Saturday, January 04, 2025

Fixing LDAP auth for Postgres with AD

I've spent hours trying to find out why I couldn't get Postgres LDAP auth to work against a Samba active directory server in one setup (it worked well against a Samba active directory in another...).

I kept getting this in Postgres' logs:

2025-01-04 19:03:32.037 CET [58282] LOG:  could not search LDAP with scope 2 for filter "(sAMAccountName=troels)" on server "dcsrv.test": Operations error
2025-01-04 19:03:32.037 CET [58282] DETAIL:  LDAP diagnostics: 00002020: Operation unavailable without authentication

Adding this line in /etc/ldap/ldap.conf made things work:

REFERRALS off

In Red Hat derived Linux distributions, the path to ldap.conf is /etc/openldap/ldap.conf.

For why this make a difference, search for "referrals" in the Python FAQ.

(I'm getting the impression it would be nice if "off" was the default for REFERRALS.)

Thursday, October 03, 2024

Antivirus software considered harmful

The IT profession needs to confront policies which demand antivirus be installed as a general measure

IT professionals still have in fresh memory the failure of CrowStrike's Falcon endpoint protection product which caused an US$10 billion global IT breakdown. The incident has been extensively covered in news outlets, on YouTube channels, and in blog posts – and rightly so.

However, no-one seems to question the idea of having such software installed on servers in the first place. That has long been a mystery to me.

Lack of independent justification for AV

After seven years, the following well-written ITPro article is still relevant: Does antivirus software do more harm than good? In the article, several sources describe how antivirus (AV) software itself has security holes, and that AV may interfere with other security measures. The problem with AV software is that it often runs in close proximity to the guts of the underlying system, so vulnerabilities in AV software (which are not uncommon) can have extraordinarily nasty security implications, as well as stability implications, see CrowdStrike.

In other sectors like research and medicine, it's considered natural to ask "Is there any independent evidence supporting the net gain from spending time and money on X?". Even though the IT world spends huge amounts of resources on AV, I've yet to see studies which provide such evidence. Sure, there are reports demonstrating that a given product detects malware XYZ (though not necessarily malware ZYX). But where's a study which documents how that detection makes a system more secure? Bear in mind that a file with malware might not get a chance to infect, because it relies on specific user interaction which is unlikely to happen, or it may rely on operating system vulnerabilities which have been patched long ago. On the other hand, when the AV product sometimes introduces gaping security holes, then the overall gain may well be negative.

Down-to-earth evidence of AV's questionable role

The above may appear overly academic, so here are some down-to-earth observations:

  • Billions of Internet-connected devices run without AV software, and it generally works very well.
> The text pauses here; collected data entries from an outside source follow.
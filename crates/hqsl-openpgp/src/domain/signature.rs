//! # Detached Signatures
//!
//! Card signatures are binary OpenPGP detached signatures over the exact
//! bytes of the signable text (signature type `Binary`, no canonicalization).

use std::time::SystemTime;

use sequoia_openpgp as openpgp;

use openpgp::crypto::Password;
use openpgp::packet::signature::SignatureBuilder;
use openpgp::packet::Signature;
use openpgp::parse::Parse;
use openpgp::serialize::SerializeInto;
use openpgp::types::SignatureType;
use openpgp::{KeyID, Packet, PacketPile};
use tracing::debug;

use super::errors::{OpenPgpError, SigningError};
use super::keys::{PrivateKey, PublicKey, POLICY};

/// A parsed detached signature.
#[derive(Debug, Clone)]
pub struct DetachedSignature {
    packets: Vec<Signature>,
}

impl DetachedSignature {
    /// Parse raw signature bytes.
    ///
    /// # Errors
    /// * `OpenPgpError::Backend` - not a sequence of signature packets
    pub fn parse(bytes: &[u8]) -> Result<Self, OpenPgpError> {
        let pile = PacketPile::from_bytes(bytes)?;
        let mut packets = Vec::new();
        for packet in pile.into_children() {
            match packet {
                Packet::Signature(sig) => packets.push(sig),
                other => {
                    return Err(OpenPgpError::Backend(format!(
                        "unexpected {} packet in detached signature",
                        other.tag()
                    )))
                }
            }
        }
        if packets.is_empty() {
            return Err(OpenPgpError::Backend("no signature packet".into()));
        }
        Ok(Self { packets })
    }

    /// Issuer key IDs, upper-case hex, in packet order.
    ///
    /// Issuer and issuer-fingerprint subpackets of one packet count once;
    /// two packets by the same key count twice.
    pub fn issuer_key_ids(&self) -> Vec<String> {
        let mut ids = Vec::new();
        for sig in &self.packets {
            let mut packet_ids: Vec<String> = Vec::new();
            for issuer in sig.get_issuers() {
                let id = KeyID::from(issuer).to_hex();
                if !packet_ids.contains(&id) {
                    packet_ids.push(id);
                }
            }
            ids.extend(packet_ids);
        }
        ids
    }

    /// True if `key` has a signing-capable key that produced this signature
    /// over `message`.
    ///
    /// Only the first signature packet is checked. Key validity is judged at
    /// the signature's creation time.
    pub fn verify(&self, message: &[u8], key: &PublicKey) -> bool {
        let Some(sig) = self.packets.first() else {
            return false;
        };
        let valid = match key.cert().with_policy(&POLICY, sig.signature_creation_time()) {
            Ok(valid) => valid,
            Err(e) => {
                debug!(key = %key.fingerprint(), error = %e, "[hqsl] key not valid at signing time");
                return false;
            }
        };

        for issuer in sig.get_issuers() {
            for ka in valid.keys().for_signing().key_handle(issuer) {
                if sig.verify_message(ka.key(), message).is_ok() {
                    return true;
                }
            }
        }
        false
    }
}

/// Produce a binary detached signature over `message`.
///
/// The key is unlocked with `passphrase` (empty if absent) only if its
/// secret material is encrypted.
///
/// # Errors
/// * `SigningError::NoSigningKey` - no valid signing-capable secret key at `at`
/// * `SigningError::Decrypt` - wrong passphrase
/// * `SigningError::Crypto` - signature creation or serialization failed
pub fn sign_detached(
    message: &[u8],
    key: &PrivateKey,
    passphrase: Option<&str>,
    at: SystemTime,
) -> Result<Vec<u8>, SigningError> {
    let crypto = |e: anyhow::Error| SigningError::Crypto(e.to_string());

    let ka = key
        .cert()
        .keys()
        .with_policy(&POLICY, at)
        .secret()
        .for_signing()
        .alive()
        .revoked(false)
        .next()
        .ok_or(SigningError::NoSigningKey)?;

    let mut secret = ka.key().clone();
    if secret.secret().is_encrypted() {
        let password = Password::from(passphrase.unwrap_or_default());
        secret = secret
            .decrypt_secret(&password)
            .map_err(|e| SigningError::Decrypt(e.to_string()))?;
    }

    let mut keypair = secret.into_keypair().map_err(crypto)?;
    let sig = SignatureBuilder::new(SignatureType::Binary)
        .set_signature_creation_time(at)
        .map_err(crypto)?
        .sign_message(&mut keypair, message)
        .map_err(crypto)?;

    Packet::from(sig).to_vec().map_err(crypto)
}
Phone operating systems get software through well-understood, curated channels, and they have built-in robustness such as sandboxing and ASLR. So even though the smartphone ecosystem mainly consists of happy-go-lucky non-technical end-users, we have seen very little (if any) akin to an ILOVEYOU pandemic, and we see very little ransomware on phones.

  • I did not have to clean up after the CrowStrike incident. But in my professional life, I've lately had to deal with detrimental effects from another AV product: That AV product had suddenly decided to "eat" a DLL file from a perfectly valid piece of software which had been installed weeks before. As a consequence, a rather important service stopped working. Paradoxically, the impacted service was helping us conduct safe IT practices. It took time and money to get things back running, and it has happened several times. I'm sure many of you have also seen AV software constitute a source of arbitrary and unpredictable outage.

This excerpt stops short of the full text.